-- Required work --
Report back the lines in this listing that carry the string "true".

-- Recorded data --
• • •

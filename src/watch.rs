//! Polling daemon: run one batch per interval until Ctrl-C.

use anyhow::Result;
use std::path::PathBuf;
use std::sync::Arc;
use std::sync::atomic::{AtomicBool, Ordering};
use std::time::Duration;
use tokio::sync::watch;
use tracing::{error, info};

use crate::commands::Workspace;

/// One batch, isolated: errors are logged and the loop keeps going.
fn poll_once(ws: &Workspace) {
    match ws.run_batch() {
        Ok(report) => report.print(),
        Err(e) => error!(error = %format!("{:#}", e), "Batch failed"),
    }
}

/// Sleep for `interval`, then run `batch` on a blocking thread; repeat until
/// `shutdown` is set. A signal on `wake_rx` cuts the sleep short. Returns the
/// number of batches run.
pub async fn run_loop<F>(
    interval: Duration,
    shutdown: Arc<AtomicBool>,
    mut wake_rx: watch::Receiver<bool>,
    batch: F,
) -> Result<usize>
where
    F: Fn() + Clone + Send + 'static,
{
    let mut batches = 0;
    loop {
        info!(seconds = interval.as_secs(), "Sleeping until next batch");
        tokio::select! {
            _ = tokio::time::sleep(interval) => {}
            _ = wake_rx.changed() => {}
        }
        if shutdown.load(Ordering::Relaxed) {
            break;
        }

        let run = batch.clone();
        tokio::task::spawn_blocking(move || run()).await?;
        batches += 1;
    }
    Ok(batches)
}

/// mailsift watch [--interval N]
#[tokio::main]
pub async fn run(data_dir: Option<PathBuf>, interval_override: Option<u64>) -> Result<()> {
    let ws = Workspace::open(data_dir.as_deref(), true)?;
    let interval = interval_override.unwrap_or(ws.config.watch.poll_interval).max(1);

    let shutdown = Arc::new(AtomicBool::new(false));
    let (wake_tx, wake_rx) = watch::channel(false);

    // Ctrl-C stops the loop between batches; a running batch finishes first.
    let flag = shutdown.clone();
    tokio::spawn(async move {
        tokio::signal::ctrl_c().await.ok();
        println!("\nReceived signal, shutting down...");
        flag.store(true, Ordering::Relaxed);
        let _ = wake_tx.send(true);
    });

    println!("mailsift watch: polling every {}s (Ctrl-C to stop)", interval);

    let batches = run_loop(Duration::from_secs(interval), shutdown, wake_rx, move || {
        poll_once(&ws)
    })
    .await?;

    println!("mailsift watch: stopped after {} batch(es)", batches);
    Ok(())
}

• • •

-- Answer for this exercise --
    let ws = Workspace::open(data_dir.as_deref(), true)?;
        flag.store(true, Ordering::Relaxed);
        let _ = wake_tx.send(true);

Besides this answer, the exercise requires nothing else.